▸ WHAT YOU ARE ASKED TO DO:
In the data that follows, give the number of lines containing the word "flush". Offer no additional comment.

▸ EXERCISE INPUT:
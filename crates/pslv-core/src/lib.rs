#![deny(clippy::all, warnings)]

mod core;

pub mod api;

pub use crate::core::actions::{ensure_user_registered, record_action};
pub use crate::core::commands::access::{
    access_grant, access_list, access_revoke, AccessEditRequest, AccessListRequest,
};
pub use crate::core::commands::admin::{
    admin_add, admin_check, admin_update, AdminAddRequest, AdminUpdateRequest,
};
pub use crate::core::commands::catalog::{catalog_info, catalog_list, catalog_sync};
pub use crate::core::commands::install::{
    solution_install, solution_launch, solution_uninstall, solution_update, InstallRequest,
    LaunchRequest, UninstallRequest, UpdateRequest,
};
pub use crate::core::commands::user::user_whoami;
pub use crate::core::config::context::{CommandContext, CommandInfo};
pub use crate::core::config::{
    Config, GlobalOptions, ListNames, NetworkConfig, PathsConfig, UserIdentity,
};
pub use crate::core::effects::{
    Effects, Launcher, ListService, SharedEffects, SystemEffects,
};
pub use crate::core::list::HttpListService;
pub use crate::core::sync::{
    sync_catalog, SilentProgress, SyncOutcome, SyncProgress, SyncRequest, SyncSource,
};
pub use crate::core::tooling::outcome::{CommandStatus, ExecutionOutcome, UserFriendlyError};
pub use crate::core::tooling::progress::ProgressReporter;
pub use crate::core::tooling::response::{format_status_message, to_json_response, CommandGroup};
pub use crate::core::transfer::{ChunkedCopy, TransferError, CHUNK_SIZE};
pub use crate::core::worker::{
    spawn_worker, with_retry, WorkerEvent, WorkerHandle, WorkerScope,
};
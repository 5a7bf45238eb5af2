use assert_cmd::Command;

#[test]
fn help_shows_the_everyday_workflow() {
    let assert = Command::cargo_bin("pslv")
        .expect("pslv binary")
        .arg("--help")
        .assert()
        .success();

    let stdout = String::from_utf8_lossy(&assert.get_output().stdout).to_string();
    assert!(stdout.contains("Solution Launcher for VDI"));
    for command in ["sync", "list", "install", "launch", "uninstall", "admin", "access"] {
        assert!(stdout.contains(command), "help missing {command}");
    }
}

#[test]
fn subcommand_help_carries_usage_and_examples() {
    let assert = Command::cargo_bin("pslv")
        .expect("pslv binary")
        .args(["sync", "--help"])
        .assert()
        .success();

    let stdout = String::from_utf8_lossy(&assert.get_output().stdout).to_string();
    assert!(stdout.contains("snapshot"));
    assert!(stdout.contains("pslv --offline sync"));
}

#[test]
fn unknown_subcommands_fail_with_clap_usage() {
    Command::cargo_bin("pslv")
        .expect("pslv binary")
        .arg("teleport")
        .assert()
        .failure();
}
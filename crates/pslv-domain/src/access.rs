//! Per-entry access lists: lower-cased user ids with an `everyone` wildcard.

use serde::{Deserialize, Serialize};

/// Wildcard id granting every user visibility of an entry.
pub const EVERYONE: &str = "everyone";

const SEPARATOR: char = ';';

/// The set of user ids allowed to see a catalog entry. Stored on the wire as
/// a semicolon-separated column; ids compare case-insensitively by always
/// being held lower-cased.
#[derive(Clone, Debug, Default, PartialEq, Eq, Serialize, Deserialize)]
#[serde(from = "String", into = "String")]
pub struct AccessList {
    ids: Vec<String>,
}

impl AccessList {
    pub fn parse(raw: &str) -> Self {
        let mut ids = Vec::new();
        for id in raw.split(SEPARATOR) {
            let id = id.trim().to_lowercase();
            if !id.is_empty() && !ids.contains(&id) {
                ids.push(id);
            }
        }
        Self { ids }
    }

    pub fn grants_everyone(&self) -> bool {
        self.ids.iter().any(|id| id == EVERYONE)
    }

    /// Whether `user` may see the entry, either directly or via `everyone`.
    pub fn grants(&self, user: &str) -> bool {
        let user = user.to_lowercase();
        self.grants_everyone() || self.ids.iter().any(|id| *id == user)
    }

    /// Adds an id; returns false when it was already present.
    pub fn grant(&mut self, id: &str) -> bool {
        let id = id.trim().to_lowercase();
        if id.is_empty() || self.ids.contains(&id) {
            return false;
        }
        self.ids.push(id);
        true
    }

    /// Removes an id; returns false when it was not present.
    pub fn revoke(&mut self, id: &str) -> bool {
        let id = id.trim().to_lowercase();
        let before = self.ids.len();
        self.ids.retain(|existing| *existing != id);
        self.ids.len() != before
    }

    pub fn ids(&self) -> &[String] {
        &self.ids
    }

    pub fn as_column(&self) -> String {
        self.ids.join(";")
    }
}

impl From<String> for AccessList {
    fn from(raw: String) -> Self {
        Self::parse(&raw)
    }
}

impl From<AccessList> for String {
    fn from(list: AccessList) -> Self {
        list.as_column()
    }
}
use std::env;
use std::io::{self, IsTerminal, Write};
use std::sync::{Mutex, OnceLock};
use std::thread;
use std::time::{Duration, Instant};

pub(crate) fn progress_enabled() -> bool {
    match env::var("PSLV_PROGRESS") {
        Ok(value) => value != "0",
        Err(_) => io::stderr().is_terminal(),
    }
}

static OUTPUT_LOCK: Mutex<()> = Mutex::new(());
static MANAGER: OnceLock<ProgressManager> = OnceLock::new();

fn manager() -> &'static ProgressManager {
    MANAGER.get_or_init(ProgressManager::new)
}

fn clear_progress_line() {
    let _guard = OUTPUT_LOCK.lock().ok();
    let _ = io::stderr().write_all(b"\r\x1b[2K");
    let _ = io::stderr().flush();
}

#[derive(Clone)]
struct ProgressTask {
    id: u64,
    label: String,
    total: Option<usize>,
    current: usize,
    started_at: Instant,
}

struct ProgressManager {
    state: Mutex<ProgressState>,
}

struct ProgressState {
    next_id: u64,
    tasks: Vec<ProgressTask>,
    renderer_started: bool,
}

impl ProgressManager {
    fn new() -> Self {
        Self {
            state: Mutex::new(ProgressState {
                next_id: 1,
                tasks: Vec::new(),
                renderer_started: false,
            }),
        }
    }

    fn start_renderer(&self) {
        let mut state = self.state.lock().expect("progress lock");
        if state.renderer_started {
            return;
        }
        state.renderer_started = true;
        drop(state);

        thread::spawn(|| {
            const FRAMES: [&str; 10] = ["⠋", "⠙", "⠹", "⠸", "⠼", "⠴", "⠦", "⠧", "⠇", "⠏"];
            const TICK: Duration = Duration::from_millis(80);
            const START_DELAY: Duration = Duration::from_millis(120);
            let mut idx = 0usize;
            let mut rendered = false;
            loop {
                let task = {
                    let state = manager().state.lock().expect("progress lock");
                    if progress_enabled() {
                        state.tasks.last().cloned()
                    } else {
                        None
                    }
                };

                let Some(task) = task else {
                    if rendered {
                        clear_progress_line();
                        rendered = false;
                    }
                    thread::sleep(TICK);
                    continue;
                };

                let elapsed = Instant::now().saturating_duration_since(task.started_at);
                if elapsed < START_DELAY {
                    thread::sleep(TICK);
                    continue;
                }

                let frame = FRAMES[idx % FRAMES.len()];
                idx = idx.wrapping_add(1);
                let line = if let Some(total) = task.total {
                    let current = task.current.min(total);
                    format!("\r\x1b[2Kpslv ▸ {} [{current}/{total}] {frame}", task.label)
                } else {
                    format!("\r\x1b[2Kpslv ▸ {} {frame}", task.label)
                };
                {
                    let _guard = OUTPUT_LOCK.lock().ok();
                    let _ = io::stderr().write_all(line.as_bytes());
                    let _ = io::stderr().flush();
                }
                rendered = true;
                thread::sleep(TICK);
            }
        });
    }

    fn push_task(&self, label: String, total: Option<usize>) -> u64 {
        let mut state = self.state.lock().expect("progress lock");
        let id = state.next_id;
        state.next_id = state.next_id.saturating_add(1);
        state.tasks.push(ProgressTask {
            id,
            label,
            total,
            current: 0,
            started_at: Instant::now(),
        });
        id
    }

    fn set_current(&self, id: u64, value: usize) {
        let mut state = self.state.lock().expect("progress lock");
        if let Some(task) = state.tasks.iter_mut().find(|task| task.id == id) {
            task.current = value;
        }
    }

    fn set_label(&self, id: u64, label: String) {
        let mut state = self.state.lock().expect("progress lock");
        if let Some(task) = state.tasks.iter_mut().find(|task| task.id == id) {
            task.label = label;
        }
    }

    fn remove_task(&self, id: u64) {
        let mut state = self.state.lock().expect("progress lock");
        if let Some(pos) = state.tasks.iter().position(|task| task.id == id) {
            state.tasks.remove(pos);
        }
    }
}

/// Spinner or bounded bar rendered on stderr by a background thread. Drops
/// clean up the line so command output never interleaves with frames.
pub struct ProgressReporter {
    id: Option<u64>,
    enabled: bool,
}

impl ProgressReporter {
    pub fn spinner(label: impl Into<String>) -> Self {
        Self::start(label, None)
    }

    pub fn bar(label: impl Into<String>, total: usize) -> Self {
        if total == 0 {
            return Self::spinner(label);
        }
        Self::start(label, Some(total))
    }

    fn start(label: impl Into<String>, total: Option<usize>) -> Self {
        let label = label.into();
        if !progress_enabled() {
            return Self {
                id: None,
                enabled: false,
            };
        }
        manager().start_renderer();
        let id = manager().push_task(label, total);
        Self {
            id: Some(id),
            enabled: true,
        }
    }

    pub fn set_current(&self, value: usize) {
        if self.enabled {
            if let Some(id) = self.id {
                manager().set_current(id, value);
            }
        }
    }

    pub fn set_label(&self, label: impl Into<String>) {
        if self.enabled {
            if let Some(id) = self.id {
                manager().set_label(id, label.into());
            }
        }
    }

    pub fn finish(mut self, message: impl Into<String>) {
        self.stop();
        eprintln!("pslv ▸ {}", message.into());
    }

    fn stop(&mut self) {
        if self.enabled {
            if let Some(id) = self.id.take() {
                manager().remove_task(id);
                clear_progress_line();
            }
            self.enabled = false;
        }
    }
}

impl Drop for ProgressReporter {
    fn drop(&mut self) {
        self.stop();
    }
}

▸ YOUR RESPONSE:
2